После смерти отца истории ее стали, естественно, более трагичными, однако лишь в связи с ухудшением ее психического состояния, за которым последовала уже описанная яркая вспышка сомнамбулизма; ее вечерние рассказы утратили характер более или менее отвлеченных поэтических вымыслов и обернулись чередой страшных, пугающих галлюцинаций, о каковых можно было составить общее представление за день по поведению больной. Впрочем, я уже писал о том, до какой степени ей удавалось облегчить душу после того, как она, содрогаясь от ужаса и отвращения, описывала словами пугающие образы, которые ей являлись.

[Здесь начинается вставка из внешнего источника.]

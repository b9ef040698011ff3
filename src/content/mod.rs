// This file is part of the terraform-provider-remscontent project
//
// Copyright (C) ANEO, 2024-2024. All rights reserved.
//
// Licensed under the Apache License, Version 2.0 (the "License")
// you may not use this file except in compliance with the License.
// You may obtain a copy of the License at
//
//     http://www.apache.org/licenses/LICENSE-2.0
//
// Unless required by applicable law or agreed to in writing, software
// distributed under the License is distributed on an "AS IS" BASIS,
// WITHOUT WARRANTIES OR CONDITIONS OF ANY KIND, either express or implied.
// See the License for the specific language governing permissions and
// limitations under the License.

//! Shared lifecycle of REMS content resources.
//!
//! Every REMS object managed by the provider follows the same shape: a
//! numeric id assigned by REMS, a `create` command, a `GET` by id, an optional
//! `edit` command and an `enabled`/`archived` pair instead of deletion. The
//! differences are captured by [`Content`]; [`ContentResource`] implements the
//! Terraform lifecycle once for all of them.

use std::fmt::Debug;

use async_trait::async_trait;
use serde::{Deserialize, Serialize};
use tf_provider::schema::Schema;
use tf_provider::value::{Value, ValueBool, ValueNumber};
use tf_provider::{AttributePath, Diagnostics};
use tracing::info;

use crate::client::{Kind, RemsClient, RemsError};
use crate::utils::Reported;

mod resource;

pub use resource::ContentResource;

/// Terraform state of a REMS object.
pub trait ContentState<'a>:
    Send + Sync + Clone + Debug + Default + PartialEq + Serialize + Deserialize<'a>
{
    fn id(&self) -> &ValueNumber;
    fn id_mut(&mut self) -> &mut ValueNumber;

    /// The `enabled` attribute, for objects that have one.
    fn enabled(&self) -> Option<&ValueBool> {
        None
    }
    fn enabled_mut(&mut self) -> Option<&mut ValueBool> {
        None
    }
}

#[async_trait]
pub trait Content: Debug + Send + Sync + 'static {
    /// Human readable name used in diagnostics.
    const NAME: &'static str;
    /// Kind used for the `enabled`/`archived` endpoints, if any.
    const KIND: Option<Kind>;

    type State<'a>: ContentState<'a>;
    /// Object as returned by REMS.
    type Remote: Send + Sync;

    fn schema() -> Schema;

    fn validate(_diags: &mut Diagnostics, _config: &Self::State<'_>) {}

    /// Fill defaults and mark computed values unknown while planning.
    fn normalize(_state: &mut Self::State<'_>) {}

    /// Attributes REMS cannot edit in place.
    fn requires_replace(
        prior: &Self::State<'_>,
        proposed: &Self::State<'_>,
    ) -> Vec<AttributePath>;

    async fn create<'a>(
        client: &RemsClient,
        diags: &mut Diagnostics,
        planned: &Self::State<'a>,
    ) -> Option<i64>;

    async fn fetch(client: &RemsClient, id: i64) -> Result<Self::Remote, RemsError>;

    /// Copy a REMS object into the state, keeping unset attributes null where
    /// REMS reports an empty value.
    fn apply(remote: Self::Remote, state: &mut Self::State<'_>);

    /// Whether values left unknown at plan time need to be read back after a
    /// write.
    fn has_unknowns(_state: &Self::State<'_>) -> bool {
        false
    }

    /// Fill values left unknown at plan time from a freshly written object.
    fn resolve(_remote: Self::Remote, _state: &mut Self::State<'_>) {}

    /// Set values still unknown after a write to null.
    fn clear_unknowns(_state: &mut Self::State<'_>) {}

    async fn update<'a>(
        client: &RemsClient,
        diags: &mut Diagnostics,
        id: i64,
        prior: &Self::State<'a>,
        planned: &Self::State<'a>,
    ) -> Option<()>;

    /// REMS keeps content for existing applications: retire it instead of
    /// deleting it.
    async fn delete(client: &RemsClient, diags: &mut Diagnostics, id: i64) -> Option<()> {
        let Some(kind) = Self::KIND else {
            return Some(());
        };
        client
            .set_enabled(kind, id, false)
            .await
            .reported(diags, &format!("Failure to disable {}", Self::NAME))?;
        client
            .set_archived(kind, id, true)
            .await
            .reported(diags, &format!("Failure to archive {}", Self::NAME))?;
        info!(id, kind = Self::NAME, "archived");
        Some(())
    }
}

/// Push the planned `enabled` flag when it differs from `current`.
pub(crate) async fn apply_enabled(
    client: &RemsClient,
    diags: &mut Diagnostics,
    kind: Kind,
    id: i64,
    planned: &ValueBool,
    current: bool,
) -> Option<()> {
    match planned {
        Value::Value(enabled) if *enabled != current => client
            .set_enabled(kind, id, *enabled)
            .await
            .reported(diags, "Failure to change enabled flag"),
        _ => Some(()),
    }
}

/// Copy the `enabled` flag read from REMS. A reply without it leaves the state
/// unchanged.
pub(crate) fn read_enabled(state: &mut ValueBool, remote: Option<bool>) {
    if let Some(enabled) = remote {
        *state = Value::Value(enabled);
    }
}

Пока она жила в деревне, где я не мог навещать ее ежедневно, события обычно развивались следующим образом: я приезжал вечером, незадолго до того, как она, по моим расчетам, должна была погрузиться в гипнотическое состояние, и выслушивал рассказ обо всех фантазиях, которые накопились у нее со времени моего последнего визита. Для того чтобы это принесло хорошие результаты, она должна была выговориться полностью. После этого она совершенно успокаивалась и на следующий день была любезной, покладистой, старательной, даже веселой; на второй день она становилась более капризной, строптивой, неприветливой, а на третий день – и того хуже. Когда она пребывала в таком настроении, ее даже под воздействием гипноза не всегда легко было заставить выговориться, для каковой процедуры она подыскала два названия, одно точное и серьезное – «talking cure» (лечение разговором), а другое шуточное – «chimney–sweeping» (прочистка дымохода). Она знала, что, выговорившись, избавится от упрямства и растратит всю «энергию», и вот когда (после долгого перерыва) настроение у нее портилось и она наотрез отказывалась говорить, мне приходилось требовать, упрашивать ее и даже пользоваться кое–какими уловками, например, повторять стереотипный зачин всех ее историй. Впрочем, она всегда начинала говорить лишь после того, как тщательно ощупывала мои руки, чтобы убедиться, что перед ней именно я. Для того чтобы успокаивать ее по ночам, когда выговориться она не могла, ей приходилось давать хлорал. Я опробовал разные дозы и остановился на пяти граммах. Сну предшествовало длительное наркотическое опьянение, в моем присутствии ей было весело, а пока меня не было, она погружалась в крайне неприятное состояние тревожного возбуждения. (Между прочим, это тяжелое наркотическое опьянение никак не отзывалось на контрактуре.) Я мог бы и не давать ей наркотики, поскольку, выговорившись, она, если и не засыпала, то, по крайней мере, успокаивалась. Но когда она жила в деревне, ночи в промежутках между гипнотическими сеансами, приносившими ей облегчение, были столь невыносимыми, что волей–неволей приходилось прибегать к хлоралу; со временем она стала меньше в нем нуждаться.